Gentechnik: Steirische Landwirtschaftskammer für Vorsorge-Gesetz

Vollversammlung einstimmig dafür - Wlodkowski: Gentechnik nicht notwendig

Graz (AIZ) - Die steirische Landwirtschaftskammer tritt für ein steirisches Gentechnik-Vorsorgegesetz ein. Dies hat das höchste Entscheidungsgremium der Kammer, die Vollversammlung, bei ihren gestrigen Beratungen einstimmig beschlossen. Landesrat Hans Seitinger wird ersucht, den von der SPÖ im Dezember 2003 eingebrachten Gesetzesantrag rasch zu beraten. LK-Präsident Gerhard Wlodkowski:
"Gentechnik ist für die Landwirtschaft nicht notwendig. Sie bringt keine Vorteile und verunsichert Konsumenten und Bauern gleichermaßen."

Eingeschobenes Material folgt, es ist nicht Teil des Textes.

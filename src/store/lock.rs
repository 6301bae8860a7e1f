//! Per-request exclusive lock.
//!
//! A [`LockedRequest`] is a write transaction whose first statement bumps the
//! request's `lock_version`. In SQLite that statement takes the database write
//! lock before anything is read, so two lockers of the same request (or any
//! request) serialize on the busy timeout instead of interleaving their
//! read-modify-write. Dropping the guard without [`LockedRequest::commit`]
//! rolls every change back.

use chrono::Utc;
use sqlx::{Sqlite, SqlitePool, Transaction};
use tracing::debug;

use super::error::StoreError;
use super::models::{
    Download, DownloadStatus, NewDownload, NewSearchResult, Request, SearchResult,
    SearchResultStatus,
};

type Result<T> = std::result::Result<T, StoreError>;

/// Exclusive handle on one request row for the duration of a mutation.
pub struct LockedRequest {
    tx: Transaction<'static, Sqlite>,
    original: Request,
    request: Request,
}

impl LockedRequest {
    pub(super) async fn acquire(pool: &SqlitePool, id: i64) -> Result<Self> {
        let mut tx = pool.begin().await?;
        let request = sqlx::query_as::<_, Request>(
            r"UPDATE requests
              SET lock_version = lock_version + 1
              WHERE id = ?
              RETURNING *",
        )
        .bind(id)
        .fetch_optional(&mut *tx)
        .await?
        .ok_or_else(|| StoreError::not_found("request", id))?;

        debug!(request_id = id, lock_version = request.lock_version, "request locked");

        Ok(Self {
            tx,
            original: request.clone(),
            request,
        })
    }

    /// The request as it will be written on commit.
    #[must_use]
    pub fn request(&self) -> &Request {
        &self.request
    }

    /// Mutable view of the pending request state.
    pub fn request_mut(&mut self) -> &mut Request {
        &mut self.request
    }

    /// The request as it was when the lock was taken.
    #[must_use]
    pub fn original(&self) -> &Request {
        &self.original
    }

    /// Lists the request's search results in insertion order.
    ///
    /// # Errors
    ///
    /// Returns [`StoreError::Database`] if the query fails.
    pub async fn search_results(&mut self) -> Result<Vec<SearchResult>> {
        let results = sqlx::query_as::<_, SearchResult>(
            r"SELECT * FROM search_results WHERE request_id = ? ORDER BY id ASC",
        )
        .bind(self.request.id)
        .fetch_all(&mut *self.tx)
        .await?;
        Ok(results)
    }

    /// Returns the currently selected search result, if any.
    ///
    /// # Errors
    ///
    /// Returns [`StoreError::Database`] if the query fails.
    pub async fn selected_search_result(&mut self) -> Result<Option<SearchResult>> {
        let result = sqlx::query_as::<_, SearchResult>(
            r"SELECT * FROM search_results WHERE request_id = ? AND status = ?",
        )
        .bind(self.request.id)
        .bind(SearchResultStatus::Selected.as_str())
        .fetch_optional(&mut *self.tx)
        .await?;
        Ok(result)
    }

    /// Deletes every search result of the request and inserts `results`.
    ///
    /// A guid repeated within `results` keeps its first occurrence.
    ///
    /// # Errors
    ///
    /// Returns [`StoreError::Database`] if any statement fails.
    pub async fn replace_search_results(
        &mut self,
        results: &[NewSearchResult],
    ) -> Result<Vec<SearchResult>> {
        let deleted = sqlx::query(r"DELETE FROM search_results WHERE request_id = ?")
            .bind(self.request.id)
            .execute(&mut *self.tx)
            .await?
            .rows_affected();

        for result in results {
            sqlx::query(
                r"INSERT INTO search_results (
                    request_id, guid, title, indexer, size_bytes, seeders, leechers,
                    download_url, magnet_url, published_at, status
                  )
                  VALUES (?, ?, ?, ?, ?, ?, ?, ?, ?, ?, ?)
                  ON CONFLICT (request_id, guid) DO NOTHING",
            )
            .bind(self.request.id)
            .bind(&result.guid)
            .bind(&result.title)
            .bind(&result.indexer)
            .bind(result.size_bytes)
            .bind(result.seeders)
            .bind(result.leechers)
            .bind(result.download_url.as_deref())
            .bind(result.magnet_url.as_deref())
            .bind(result.published_at)
            .bind(SearchResultStatus::Pending.as_str())
            .execute(&mut *self.tx)
            .await?;
        }

        debug!(
            request_id = self.request.id,
            deleted,
            inserted = results.len(),
            "search results replaced"
        );

        self.search_results().await
    }

    /// Marks `result_id` selected and every sibling rejected.
    ///
    /// # Errors
    ///
    /// Returns [`StoreError::NotFound`] if the result does not belong to this request.
    pub async fn select_search_result(&mut self, result_id: i64) -> Result<()> {
        sqlx::query(
            r"UPDATE search_results SET status = ?
              WHERE request_id = ? AND id != ?",
        )
        .bind(SearchResultStatus::Rejected.as_str())
        .bind(self.request.id)
        .bind(result_id)
        .execute(&mut *self.tx)
        .await?;

        let selected = sqlx::query(
            r"UPDATE search_results SET status = ?
              WHERE request_id = ? AND id = ?",
        )
        .bind(SearchResultStatus::Selected.as_str())
        .bind(self.request.id)
        .bind(result_id)
        .execute(&mut *self.tx)
        .await?;

        super::error::check_affected("search result", result_id, selected.rows_affected())
    }

    /// Lists every download attempt of the request, newest first.
    ///
    /// # Errors
    ///
    /// Returns [`StoreError::Database`] if the query fails.
    pub async fn downloads(&mut self) -> Result<Vec<Download>> {
        let downloads = sqlx::query_as::<_, Download>(
            r"SELECT * FROM downloads WHERE request_id = ? ORDER BY id DESC",
        )
        .bind(self.request.id)
        .fetch_all(&mut *self.tx)
        .await?;
        Ok(downloads)
    }

    /// Appends a new `queued` download attempt.
    ///
    /// # Errors
    ///
    /// Returns [`StoreError::Database`] if the insert fails.
    pub async fn insert_download(&mut self, download: &NewDownload) -> Result<Download> {
        let now = Utc::now();
        let row = sqlx::query_as::<_, Download>(
            r"INSERT INTO downloads (
                request_id, search_result_id, kind, source_url, name, size_bytes,
                status, progress, created_at, updated_at
              )
              VALUES (?, ?, ?, ?, ?, ?, ?, 0, ?, ?)
              RETURNING *",
        )
        .bind(download.request_id)
        .bind(download.search_result_id)
        .bind(download.kind.as_str())
        .bind(&download.source_url)
        .bind(&download.name)
        .bind(download.size_bytes)
        .bind(DownloadStatus::Queued.as_str())
        .bind(now)
        .bind(now)
        .fetch_one(&mut *self.tx)
        .await?;
        Ok(row)
    }

    /// Fails every queued/downloading/paused download and returns them.
    ///
    /// # Errors
    ///
    /// Returns [`StoreError::Database`] if the update fails.
    pub async fn fail_active_downloads(&mut self, reason: &str) -> Result<Vec<Download>> {
        let rows = sqlx::query_as::<_, Download>(
            r"UPDATE downloads
              SET status = ?, error_message = ?, updated_at = ?
              WHERE request_id = ? AND status IN (?, ?, ?)
              RETURNING *",
        )
        .bind(DownloadStatus::Failed.as_str())
        .bind(reason)
        .bind(Utc::now())
        .bind(self.request.id)
        .bind(DownloadStatus::Queued.as_str())
        .bind(DownloadStatus::Downloading.as_str())
        .bind(DownloadStatus::Paused.as_str())
        .fetch_all(&mut *self.tx)
        .await?;
        Ok(rows)
    }

    /// Writes the pending request state and commits.
    ///
    /// # Errors
    ///
    /// Returns [`StoreError::Database`] if the update or commit fails; nothing
    /// is applied in that case.
    pub async fn commit(mut self) -> Result<Request> {
        let request = &self.request;
        let saved = sqlx::query_as::<_, Request>(
            r"UPDATE requests
              SET status = ?,
                  retry_count = ?,
                  next_retry_at = ?,
                  attention_needed = ?,
                  issue_description = ?,
                  completed_at = ?,
                  updated_at = ?
              WHERE id = ?
              RETURNING *",
        )
        .bind(request.status.as_str())
        .bind(request.retry_count)
        .bind(request.next_retry_at)
        .bind(request.attention_needed)
        .bind(request.issue_description.as_deref())
        .bind(request.completed_at)
        .bind(Utc::now())
        .bind(request.id)
        .fetch_one(&mut *self.tx)
        .await?;

        self.tx.commit().await?;
        Ok(saved)
    }
}

impl std::fmt::Debug for LockedRequest {
    fn fmt(&self, f: &mut std::fmt::Formatter<'_>) -> std::fmt::Result {
        f.debug_struct("LockedRequest")
            .field("request_id", &self.request.id)
            .field("status", &self.request.status)
            .finish_non_exhaustive()
    }
}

Freiwilliger Anbauverzicht, damit gentechnikfreie Zonen entstehen können

Das steirische Gentechnik-Gesetz soll vier Hauptpunkte beinhalten:
Kernstück des Gesetzes soll sein, dass Bauern freiwillig auf den Anbau von Gentechnikpflanzen (GVO) verzichten können. Durch diesbezügliche Selbsterklärungen der Bauern können gentechnikfreie Zonen in kleineren und größeren Regionen geschaffen werden. "Diese Freiwilligkeit stellt sicher, dass Bauern nicht unschuldig zum Handkuss kommen. Teure Haftungsprozesse bei unbeabsichtigten Kreuzungen können somit vermieden werden", so Wlodkowski.

Anbau von Gentechnik-Pflanzen soll genehmigungspflichtig werden

Ein weiterer Kernpunkt des Vorsorgegesetzes soll das unbeabsichtigte Ausbreiten von gentechnisch veränderten Organismen (GVO) verhindern. Deshalb sollte der Anbau von Gentechnik-Pflanzen genehmigungspflichtig werden. Ein beim Land Steiermark eingerichtetes Anzeigeverfahren könnte folglich sicherstellen, dass die notwendigen Anbaubedingungen eingehalten werden. Zur lückenlosen Nachvollziehbarkeit könnte ein öffentliches Gentechnik-Buch geführt werden.

Weiters soll das Nebeneinander von Gentechnik-, konventioneller und Biolandwirtschaft möglich sein. Erforderliche Vorsichtsmaßnahmen wie das Einhalten von Abständen oder notwendige Pollenbarrieren seien hier zu verankern, so der Präsident. Genau geklärt müsse auch die Haftung werden, sollte es tatsächlich zu einer unbeabsichtigten Kreuzung von gentechnikfreien und gentechnisch veränderten Pflanzen kommen. Und schließlich sollen Naturparks und Naturschutzgebiete prinzipiell gentechnikfreie Zonen sein. Auf derart sensiblen Flächen sollten grundsätzlich keine GVO angebaut werden.